When is Evidence of Written Description Too Late?
| October 24, 2017
Amgen v. Sanofi
October 5, 2017
Before Prost, Taranto and Hughes. Opinion by Judge Prost.
Procedural History:
The two patents-in-suit disclose and claim a set of antibodies. The following claim is representative:
An isolated monoclonal antibody,
wherein, when bound to PCSK9, the monoclonal antibody binds to at least one of the following residues: S153, I154, P155, R194, D238, A239, I369, S372, D374, C375, T377, C378, F379, V380, or S381 of SEQ ID NO:3, and
wherein the monoclonal antibody blocks binding of PCSK9 to LDL[-]R.
The technical background of the invention involves statins that are administered to patients to reduce high levels of LDL-C in the blood. When these statins do not work, doctors sometimes administer PCSF9 inhibitor as well – PCSK9 being a naturally occurring protein that binds to and destroys liver cell LDL-receptors that take LDL-C from the blood.
The claim recites a genus of antibodies that bind to PCSK9 at the recited residue sites, thereby preventing PCSK9 from interfering with LDL-C removal from the blood.
The specification, common to both patents, discloses “85 antibodies that blocked interaction between the PCSK9 . . . and the LDLR [at] greater than 90%,” It also discloses the three-dimensional structures, obtained via x-ray crystallography, of two antibodies known to bind to residues recited in the claims—21B12 (Repatha) and 31H4.
Appellant/Defendant Sanofi markets an antibody named Praluent® alirocumab. Appellee/Patentee sued Sanofi for patent infringement. Sanofi replied, inter alia, that the claims did not comply with the written description and enablement requirements.
In a jury trial, the judge excluded from the evidentiary record all post-priority-date information that Sanofi proffered to show that the written description and enablement requirements were not met. Specifically, Sanofi’s proffered evidence that included its own later-developed Praluent product that was developed after the priority date of Amgen’s patents.
Ultimately, the jury issued a verdict that the patents were valid and infringed.
The CAFC reversed the trial judge’s exclusionary ruling and vacated the jury’s verdict. It first set forth the legal background, specifically, that a patentee must convey in its disclosure that it “had possession of the claimed subject matter as of the filing date” and that to provide this “precise definition” for a claim to a genus, a patentee must disclose “a representative number of species falling within the scope of the genus or structural features common to the members of the genus so that one of skill in the art can ‘visualize or recognize’ the members of the genus.” (Emphasis added).
Here, Sanofi’s evidence regarding Praluent was relevant to the material issue of whether the two patents disclosed a representative number of species within the claimed genus. The CAFC therefore held that the trial judge erred in excluding Sanofi’s evidence and ordered a new trial on written description. It also ordered a new trial on enablement for the same reasons.

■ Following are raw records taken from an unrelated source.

//! The permission and delayed-execution authority.
//!
//! An [`AccessManager`] is deployed into a [`Host`] at a fixed address and
//! answers two kinds of requests:
//!
//! - decisions (`canCall`, `hasRole`, and the other views), which any
//!   resource or caller may ask at any time;
//! - administration and operations (role and target management, and the
//!   schedule / execute / cancel / consume protocol), which the authority
//!   gates with its own role system.
//!
//! Calls addressed to the authority itself go through the self-administration
//! table in [`admin_table`], so the authority needs no separate bootstrap
//! mechanism beyond the initial `ADMIN` member.

pub mod admin_table;
mod decision;
mod marker;
mod operations;
mod roles;
mod targets;

pub use marker::{ExecutionMarker, MarkerGuard};

use crate::clock::{Clock, Delay, Timepoint};
use crate::error::{AuthorityError, CallError};
use crate::host::{CallContext, Checkpoint, Contract, Host};
use crate::metrics;
use crate::state::{AuthorityObserver, EventBuffer, Store};
use crate::telemetry::CallTimer;
use gatehouse_abi::{encode, Address, AuthorityCall, RoleId, Token};
use serde::{Deserialize, Serialize};
use std::sync::Arc;
use tracing::info;

/// One week.
pub const DEFAULT_EXPIRATION: Delay = 7 * 24 * 60 * 60;

/// Five days.
pub const DEFAULT_MIN_SETBACK: Delay = 5 * 24 * 60 * 60;

/// Protocol-wide parameters, fixed for the lifetime of an authority.
#[derive(Debug, Clone, Copy, PartialEq, Eq, Serialize, Deserialize)]
#[serde(default)]
pub struct Policy {
    /// How long a schedule stays consumable after its timepoint.
    pub expiration: Delay,
    /// Minimum time before a grant-delay or admin-delay change lands.
    pub min_setback: Delay,
}

impl Default for Policy {
    fn default() -> Self {
        Self {
            expiration: DEFAULT_EXPIRATION,
            min_setback: DEFAULT_MIN_SETBACK,
        }
    }
}

pub struct AccessManager {
    address: Address,
    policy: Policy,
    clock: Arc<dyn Clock>,
    store: Store,
    events: EventBuffer,
    marker: ExecutionMarker,
}

impl AccessManager {
    /// Create an authority at `address` whose only member is `initial_admin`,
    /// holding `ADMIN` with no execution delay from now on.
    pub fn new(
        address: Address,
        initial_admin: Address,
        policy: Policy,
        clock: Arc<dyn Clock>,
    ) -> Result<Self, AuthorityError> {
        if initial_admin.is_zero() {
            return Err(AuthorityError::InvalidInitialAdmin(initial_admin));
        }
        let manager = Self {
            address,
            policy,
            clock,
            store: Store::default(),
            events: EventBuffer::default(),
            marker: ExecutionMarker::default(),
        };
        manager.grant(RoleId::ADMIN, initial_admin, 0, 0)?;
        info!(address = %address, admin = %initial_admin, "Authority created");
        Ok(manager)
    }

    pub fn address(&self) -> Address {
        self.address
    }

    pub fn policy(&self) -> Policy {
        self.policy
    }

    pub fn now(&self) -> Timepoint {
        self.clock.now()
    }

    /// Register an observer for committed events.
    pub fn add_observer(&self, observer: Arc<dyn AuthorityObserver>) {
        self.events.add_observer(observer);
    }

    /// Run a decoded call from `sender`. Authorization of restricted
    /// functions has already happened.
    fn dispatch(&self, host: &Host, sender: Address, call: AuthorityCall) -> Result<Vec<u8>, CallError> {
        let delay = |d: Delay| Token::Uint(u64::from(d));
        let out = match call {
            AuthorityCall::CanCall {
                caller,
                target,
                selector,
            } => {
                let (immediate, d) = self.can_call(caller, target, selector);
                metrics::record_decision((immediate, d));
                encode(&[Token::Bool(immediate), delay(d)])
            }
            AuthorityCall::Expiration => encode(&[delay(self.expiration())]),
            AuthorityCall::MinSetback => encode(&[delay(self.min_setback())]),
            AuthorityCall::IsTargetClosed { target } => {
                encode(&[Token::Bool(self.is_target_closed(target))])
            }
            AuthorityCall::GetTargetFunctionRole { target, selector } => {
                encode(&[Token::Uint(self.get_target_function_role(target, selector).0)])
            }
            AuthorityCall::GetTargetAdminDelay { target } => {
                encode(&[delay(self.get_target_admin_delay(target))])
            }
            AuthorityCall::GetRoleAdmin { role } => encode(&[Token::Uint(self.get_role_admin(role).0)]),
            AuthorityCall::GetRoleGuardian { role } => {
                encode(&[Token::Uint(self.get_role_guardian(role).0)])
            }
            AuthorityCall::GetRoleGrantDelay { role } => {
                encode(&[delay(self.get_role_grant_delay(role))])
            }
            AuthorityCall::GetAccess { role, account } => {
                let (since, current, pending, effect) = self.get_access(role, account);
                encode(&[
                    Token::Uint(since),
                    delay(current),
                    delay(pending),
                    Token::Uint(effect),
                ])
            }
            AuthorityCall::HasRole { role, account } => {
                let (is_member, d) = self.has_role(role, account);
                encode(&[Token::Bool(is_member), delay(d)])
            }
            AuthorityCall::LabelRole { role, label } => {
                self.label_role(role, label)?;
                Vec::new()
            }
            AuthorityCall::GrantRole {
                role,
                account,
                execution_delay,
            } => {
                self.grant(role, account, self.get_role_grant_delay(role), execution_delay)?;
                Vec::new()
            }
            AuthorityCall::RevokeRole { role, account } => {
                self.revoke(role, account)?;
                Vec::new()
            }
            AuthorityCall::RenounceRole {
                role,
                caller_confirmation,
            } => {
                self.renounce(sender, role, caller_confirmation)?;
                Vec::new()
            }
            AuthorityCall::SetRoleAdmin { role, admin } => {
                self.set_role_admin(role, admin)?;
                Vec::new()
            }
            AuthorityCall::SetRoleGuardian { role, guardian } => {
                self.set_role_guardian(role, guardian)?;
                Vec::new()
            }
            AuthorityCall::SetGrantDelay { role, grant_delay } => {
                self.set_grant_delay(role, grant_delay)?;
                Vec::new()
            }
            AuthorityCall::SetTargetFunctionRole {
                target,
                selectors,
                role,
            } => {
                self.set_target_function_role(target, &selectors, role);
                Vec::new()
            }
            AuthorityCall::SetTargetAdminDelay {
                target,
                admin_delay,
            } => {
                self.set_target_admin_delay(target, admin_delay);
                Vec::new()
            }
            AuthorityCall::SetTargetClosed { target, closed } => {
                self.set_target_closed(target, closed)?;
                Vec::new()
            }
            AuthorityCall::GetSchedule { id } => encode(&[Token::Uint(self.get_schedule(id))]),
            AuthorityCall::GetNonce { id } => encode(&[Token::Uint(u64::from(self.get_nonce(id)))]),
            AuthorityCall::Schedule { target, data, when } => {
                let (id, nonce) = self.schedule(sender, target, &data, when)?;
                encode(&[Token::from(id), Token::Uint(u64::from(nonce))])
            }
            AuthorityCall::HashOperation {
                caller,
                target,
                data,
            } => encode(&[Token::from(self.hash_operation(caller, target, &data))]),
            AuthorityCall::Execute { target, data } => {
                let nonce = self.execute(host, sender, target, &data)?;
                encode(&[Token::Uint(u64::from(nonce))])
            }
            AuthorityCall::Cancel {
                caller,
                target,
                data,
            } => {
                let nonce = self.cancel(sender, caller, target, &data)?;
                encode(&[Token::Uint(u64::from(nonce))])
            }
            AuthorityCall::ConsumeScheduledOp { caller, data } => {
                self.consume_scheduled_op(host, sender, caller, &data)?;
                Vec::new()
            }
            AuthorityCall::UpdateAuthority {
                target,
                new_authority,
            } => {
                self.update_authority(host, target, new_authority)?;
                Vec::new()
            }
        };
        Ok(out)
    }
}

impl Contract for AccessManager {
    fn call(&self, host: &Host, ctx: CallContext, data: &[u8]) -> Result<Vec<u8>, CallError> {
        let call = AuthorityCall::decode(data)?;
        let function = call.function();
        let _timer = CallTimer::new(function.name());

        let result = (|| -> Result<Vec<u8>, CallError> {
            if !function.is_view() {
                ctx.require_mutable()?;
            }
            if admin_table::requires_authorization(function) {
                self.check_authorized(ctx.sender, data)?;
            }
            self.dispatch(host, ctx.sender, call)
        })();
        if let Err(e) = &result {
            metrics::record_call_error(function.name(), e.error_code());
        }
        result
    }

    fn checkpoint(&self) -> Checkpoint {
        let mut marks = self.store.checkpoint();
        marks.push(self.events.checkpoint());
        Checkpoint(marks)
    }

    fn revert_to(&self, checkpoint: &Checkpoint) {
        if let Some((&events, store)) = checkpoint.0.split_last() {
            self.events.revert_to(events);
            self.store.revert_to(store);
        }
    }

    fn commit(&self) {
        self.store.commit();
        self.events.publish();
    }
}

The CAFC summarized the legal basis for its holding: evidence that explains the state of the art after the priority date is not relevant to written description. On the other hand, where a patent claims a genus, it must disclose “a representative number of species falling within the scope of the genus or structural features common to the members of the genus so that one of skill in the art can ‘visualize or recognize’ the members of the genus.” Accordingly, evidence showing that a claimed genus does not disclose a representative number of species may include evidence of species that fall within the claimed genus but are not disclosed by the patent, and evidence of such species is likely to postdate the priority date.
Take Away
The lesson is that the purpose for which post-priority date evidence is proffered determines whether it is admissible.